Emphysema is an abnormal, irreversible enlargement of air spaces distal to terminal bronchioles due to destruction of alveolar walls, resulting in decreased elastic recoil properties of lungs.
Causes of Emphysema
- Cigarette smoking and congenital deficiency of alpha-antityrpsin
- Recurrent inflammation associated with release of proteolytic enzymes from cells in lungs causes bronchiolar and alveolar wall damage and ultimately destruction.
COPD: Emphysema Pathophysiology & Schematic Diagram
Pathophysiology of Emphysema
Emphysema is a pathological diagnosis defined by permanent enlargement of airspaces distal to the terminal bronchioles. This leads to a dramatic decline in the alveolar surface area available for gas exchange. Furthermore, loss of alveoli leads to airflow limitation by 2 mechanisms. First, loss of the alveolar walls results in a decrease in elastic recoil, which leads to airflow limitation. Second, loss of the alveolar supporting structure leads to airway narrowing, which further limits airflow.

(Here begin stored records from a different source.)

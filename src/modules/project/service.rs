use chrono::Utc;
use std::sync::Arc;
use uuid::Uuid;

use super::interface::ProjectRepository;
use super::model::{Project, ProjectPatch, DEFAULT_STATUS};
use crate::modules::workspace::interface::{Result, WorkspaceError};
use crate::modules::workspace::{Access, Role, WorkspaceService};

#[derive(Debug, Clone, Default)]
pub struct NewProject {
    pub name: String,
    pub description: String,
    pub start_date: Option<chrono::NaiveDate>,
    pub end_date: Option<chrono::NaiveDate>,
    pub status: Option<String>,
}

/// Workspace-scoped project CRUD, guarded by the caller's membership.
pub struct ProjectService {
    repo: Arc<dyn ProjectRepository>,
    workspaces: Arc<WorkspaceService>,
}

impl ProjectService {
    pub fn new(repo: Arc<dyn ProjectRepository>, workspaces: Arc<WorkspaceService>) -> Self {
        Self { repo, workspaces }
    }

    pub async fn create(&self, workspace_id: Uuid, actor: Uuid, input: NewProject) -> Result<Project> {
        self.workspaces
            .authorize(workspace_id, actor, Access::Write)
            .await?;

        let now = Utc::now();
        let project = Project {
            id: Uuid::new_v4(),
            workspace_id,
            name: input.name,
            description: input.description,
            start_date: input.start_date,
            end_date: input.end_date,
            status: input.status.unwrap_or_else(|| DEFAULT_STATUS.to_string()),
            created_at: now,
            updated_at: now,
        };
        ensure_schedule(&project)?;

        self.repo.insert(&project).await?;

        tracing::info!(project_id = %project.id, %workspace_id, "project created");
        Ok(project)
    }

    pub async fn list(&self, workspace_id: Uuid, actor: Uuid) -> Result<Vec<Project>> {
        self.workspaces
            .authorize(workspace_id, actor, Access::Read)
            .await?;
        self.repo.list_for_workspace(workspace_id).await
    }

    pub async fn get(&self, id: Uuid, actor: Uuid) -> Result<Project> {
        let (project, _) = self.load_guarded(id, actor, Access::Read).await?;
        Ok(project)
    }

    pub async fn update(&self, id: Uuid, actor: Uuid, patch: ProjectPatch) -> Result<Project> {
        let (current, _) = self.load_guarded(id, actor, Access::Write).await?;

        let mut project = patch.apply(current);
        ensure_schedule(&project)?;
        project.updated_at = Utc::now();

        self.repo.update(&project).await?;
        Ok(project)
    }

    pub async fn delete(&self, id: Uuid, actor: Uuid) -> Result<()> {
        self.load_guarded(id, actor, Access::Write).await?;

        if !self.repo.delete(id).await? {
            return Err(WorkspaceError::NotFound("project"));
        }

        tracing::info!(project_id = %id, "project deleted");
        Ok(())
    }

    /// Loads a project and checks the caller's role in its workspace.
    /// Outsiders see the project as missing.
    pub async fn load_guarded(
        &self,
        id: Uuid,
        actor: Uuid,
        access: Access,
    ) -> Result<(Project, Role)> {
        let project = self
            .repo
            .find(id)
            .await?
            .ok_or(WorkspaceError::NotFound("project"))?;

        match self
            .workspaces
            .authorize(project.workspace_id, actor, access)
            .await
        {
            Ok(role) => Ok((project, role)),
            Err(WorkspaceError::NotFound(_)) => Err(WorkspaceError::NotFound("project")),
            Err(e) => Err(e),
        }
    }
}

fn ensure_schedule(project: &Project) -> Result<()> {
    if project.has_valid_schedule() {
        Ok(())
    } else {
        Err(WorkspaceError::InvalidInput(
            "end date must not be before start date".to_string(),
        ))
    }
}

Emphysema commonly presents with chronic bronchitis. Chronic bronchitis leads to obstruction by causing narrowing of both the large and small (< 2 mm) airways. In the large airways, an increase in Goblet cells, squamous metaplasia of ciliary epithelial cells, and loss of serous acini can be seen. In the small airways, Goblet cell metaplasia, smooth muscle hyperplasia, and subepithelial fibrosis can be seen. In healthy individuals, small airways contribute little to airway resistance; however, in COPD patients, these become the main site of airflow limitation. (PubMed.gov)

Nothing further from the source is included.